[DATA PROVIDED Boundary: Start]

//! Account repository.

use std::sync::Arc;

use crate::entities::{Account, account};
use compliance_common::{AppError, AppResult};
use sea_orm::{
    ActiveModelTrait, ColumnTrait, DatabaseConnection, EntityTrait, QueryFilter, Set,
};

/// Account repository for database operations.
#[derive(Clone)]
pub struct AccountRepository {
    db: Arc<DatabaseConnection>,
}

impl AccountRepository {
    /// Create a new account repository.
    #[must_use]
    pub const fn new(db: Arc<DatabaseConnection>) -> Self {
        Self { db }
    }

    /// Insert a new account.
    pub async fn create(&self, model: account::ActiveModel) -> AppResult<account::Model> {
        model
            .insert(self.db.as_ref())
            .await
            .map_err(|e| AppError::Database(e.to_string()))
    }

    /// Get an account by ID.
    pub async fn get_by_id(&self, id: &str) -> AppResult<account::Model> {
        Account::find_by_id(id)
            .one(self.db.as_ref())
            .await
            .map_err(|e| AppError::Database(e.to_string()))?
            .ok_or_else(|| AppError::NotFound(format!("Account {id} not found")))
    }

    /// Find an account by (lowercased) email.
    pub async fn find_by_email(&self, email: &str) -> AppResult<Option<account::Model>> {
        Account::find()
            .filter(account::Column::Email.eq(email.to_lowercase()))
            .one(self.db.as_ref())
            .await
            .map_err(|e| AppError::Database(e.to_string()))
    }

    /// Find an account by session token.
    pub async fn find_by_token(&self, token: &str) -> AppResult<Option<account::Model>> {
        Account::find()
            .filter(account::Column::Token.eq(token))
            .one(self.db.as_ref())
            .await
            .map_err(|e| AppError::Database(e.to_string()))
    }

    /// Replace an account's session token.
    pub async fn update_token(&self, id: &str, token: &str) -> AppResult<account::Model> {
        let account = self.get_by_id(id).await?;
        let mut active: account::ActiveModel = account.into();
        active.token = Set(token.to_string());
        active
            .update(self.db.as_ref())
            .await
            .map_err(|e| AppError::Database(e.to_string()))
    }
}
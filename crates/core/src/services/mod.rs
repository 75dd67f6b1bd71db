//! Business logic services.

pub mod account;
pub mod violation;

use std::future::Future;
use std::time::Duration;

use compliance_common::{AppError, AppResult};

pub use account::{AccountService, RegisterInput, Session, SignInInput};
pub use violation::{PhotoUpload, ReportViolationInput, ViolationService};

/// Run a collaborator call under `timeout`.
///
/// An elapsed timeout, a database error or a storage error comes back as
/// `TransientFailure`. Every other error passes through.
pub(crate) async fn bounded<T>(
    operation: &'static str,
    timeout: Duration,
    call: impl Future<Output = AppResult<T>> + Send,
) -> AppResult<T> {
    match tokio::time::timeout(timeout, call).await {
        Ok(result) => result.map_err(|err| collaborator_failure(operation, err)),
        Err(_) => {
            tracing::warn!(operation, ?timeout, "Collaborator timed out");
            Err(AppError::TransientFailure(format!(
                "{operation} timed out after {}ms",
                timeout.as_millis()
            )))
        }
    }
}

fn collaborator_failure(operation: &str, err: AppError) -> AppError {
    match err {
        AppError::Database(message) | AppError::Storage(message) => {
            tracing::warn!(operation, error = %message, "Collaborator failed");
            AppError::TransientFailure(format!("{operation} failed: {message}"))
        }
        other => other,
    }
}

[DATA PROVIDED Boundary: End]

DIRECTIONS FOR THIS TASK
Search the lines above for the string "DatabaseConnection" and copy each line that has it.

PROBLEM SOLUTION
    ActiveModelTrait, ColumnTrait, DatabaseConnection, EntityTrait, QueryFilter, Set,
    db: Arc<DatabaseConnection>,
    pub const fn new(db: Arc<DatabaseConnection>) -> Self {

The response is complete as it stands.